Continuemos en el pasado para reencontrar en el espacio virreinal, precisamente en el siglo XVI, a un demoniaco espadachín cuya misteriosa existencia trasladó al celuloide Fernando de Fuentes, en 1934, Cruz Diablo; y para seguir hablando de diablos hagamos referencia a las películas mexicanas cuyos títulos se ``engalanan'' con susodicho nombre. Entre otras, El diablo y la dama, de Ariel Zúñiga, con Catherine Jourdan como dama; el violentísimo western de Giovanni Korporal, El diabólico, y Las visitaciones del diablo, de Alberto Isaac, para concluir con El infierno de todos tan temido, en este caso el manicomio, de Sergio Olhovich.
Y más allá de Andrés Soler, ¿quién fue el primer actor que encarnó en los lienzos a Satanás? A mi leal saber y entender fue el memorable ilusionista, mago y cineasta parisino Georges Méliés quien otorgó existencia silenciosa, pero plena de actitudes gestuales y corporales a aquel que desde tiempo atrás nos preocupa. Bástenos citar dos brevísimos filmes Le manoir du diable (1896) y Les 400 forces du diables (1906).

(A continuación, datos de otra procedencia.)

use thiserror::Error;

use glyph_crypto::CryptoError;
use glyph_proto::ProtoError;
use glyph_store::StoreError;

/// Top-level error surfaced at the Session Supervisor boundary (C7). All
/// lower-layer errors are recovered here for KEP; C5 errors during
/// receive are instead logged to C8 and the envelope is dropped (see
/// `glyph_proto::envelope`).
#[derive(Debug, Error)]
pub enum CoreError {
    #[error(transparent)]
    Crypto(#[from] CryptoError),

    #[error(transparent)]
    Proto(#[from] ProtoError),

    #[error(transparent)]
    Store(#[from] StoreError),

    #[error("peer did not acknowledge delivery of the KEP message")]
    PeerUnreachableError,

    #[error("no KEP response received within the configured timeout")]
    Timeout,
}
#[cfg(test)]
mod tests {
    use super::*;
    use sqlx::sqlite::SqlitePoolOptions;

    async fn test_keystore() -> SessionKeystore {
        let pool = SqlitePoolOptions::new()
            .connect(":memory:")
            .await
            .unwrap();
        sqlx::migrate!("./migrations").run(&pool).await.unwrap();
        let kek_cache = KekCache::new();
        kek_cache
            .init("alice", b"pw", &[0u8; 16], glyph_crypto::kdf::MIN_PBKDF2_ITERATIONS)
            .await
            .unwrap();
        SessionKeystore::new(pool, kek_cache)
    }

    #[tokio::test]
    async fn create_and_load_roundtrip() {
        let ks = test_keystore().await;
        let root = [1u8; 32];
        let send = [2u8; 32];
        let recv = [3u8; 32];
        ks.create("sess1", "alice", "bob", &root, &send, &recv)
            .await
            .unwrap();

        let view = ks.load("sess1", "alice").await.unwrap();
        assert_eq!(view.root_key, root);
        assert_eq!(view.send_key, send);
        assert_eq!(view.recv_key, recv);
        assert_eq!(view.status, "active");
    }

    #[tokio::test]
    async fn load_denies_non_party() {
        let ks = test_keystore().await;
        ks.create("sess1", "alice", "bob", &[1u8; 32], &[2u8; 32], &[3u8; 32])
            .await
            .unwrap();
        let err = ks.load("sess1", "mallory").await.unwrap_err();
        assert!(matches!(err, StoreError::AccessDenied { .. }));
    }

    #[tokio::test]
    async fn supersede_marks_prior_session_inactive() {
        let ks = test_keystore().await;
        ks.create("sess1", "alice", "bob", &[1u8; 32], &[2u8; 32], &[3u8; 32])
            .await
            .unwrap();
        ks.create("sess2", "alice", "bob", &[4u8; 32], &[5u8; 32], &[6u8; 32])
            .await
            .unwrap();
        ks.supersede("alice", "bob", "sess2").await.unwrap();

        let old = ks.fetch_row("sess1").await.unwrap();
        assert_eq!(old.status, "inactive");
        assert_eq!(old.status_reason.as_deref(), Some("Superseded by sess2"));

        let active = ks.find_active("alice", "bob").await.unwrap();
        assert_eq!(active.as_deref(), Some("sess2"));
    }

    #[tokio::test]
    async fn replay_state_roundtrips_through_storage() {
        let ks = test_keystore().await;
        ks.create("sess1", "alice", "bob", &[1u8; 32], &[2u8; 32], &[3u8; 32])
            .await
            .unwrap();

        let mut state = ks.load_replay_state("sess1").await.unwrap();
        assert_eq!(state.last_seq(), 0);
        state.advance_seq(1);
        state.record_nonce_hash([9u8; 32]);
        ks.save_replay_state("sess1", &state).await.unwrap();

        let reloaded = ks.load_replay_state("sess1").await.unwrap();
        assert_eq!(reloaded.last_seq(), 1);
        assert!(reloaded.has_seen_nonce_hash(&[9u8; 32]));
    }

    #[tokio::test]
    async fn rotate_discards_prior_keys() {
        let ks = test_keystore().await;
        ks.create("sess1", "alice", "bob", &[1u8; 32], &[2u8; 32], &[3u8; 32])
            .await
            .unwrap();
        ks.rotate_keys("sess1", "alice", &[7u8; 32], &[8u8; 32], &[9u8; 32])
            .await
            .unwrap();
        let view = ks.load("sess1", "alice").await.unwrap();
        assert_eq!(view.send_key, [8u8; 32]);
        assert_eq!(view.recv_key, [9u8; 32]);
    }
}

Asimismo, en Europa, durante los años del cine mudo otra personalidad que desarrolló intensa vocación por reponer en el celuloide a aquella alucinación judeocristiana fue el danés Benjamin Christensen, quien entre 1918 y 1921 rodó en Suecia, La brujería a través de los tiempos, en la que él mismo, además de escribir el guión basado en los archivos judiciales de los siglos XVI y XVII, retacados de aquelarres, brujas que copulan con demonios y otras ``delicias'' pesadillescas, interpreta el papel de diablo. Años después, ya instalado en Hollywood, Christensen volvió a acercarse a los rituales infernales en The devil's circus y Seven foot prints to Satan, 1926 y 1929, respectivamente.
Entretanto, en los helados rincones de Escandinavia, Carl Th. Dreyer creó Blade of Satans bog (Hojas del libro de Satanás), retablo de cuatro episodios que muestra las diabólicas artes desplegadas por ``aquel'' como fariseo, luego Gran Inquisidor, después jacobino y finalmente monje ruso.
En nuestros días --séptima, octava y novena décadas-- las biografías del demonio (Fear no evil, 1981, de Frank La Loggia) ocupan un espacio ardiente de la cinematografía estadunidense.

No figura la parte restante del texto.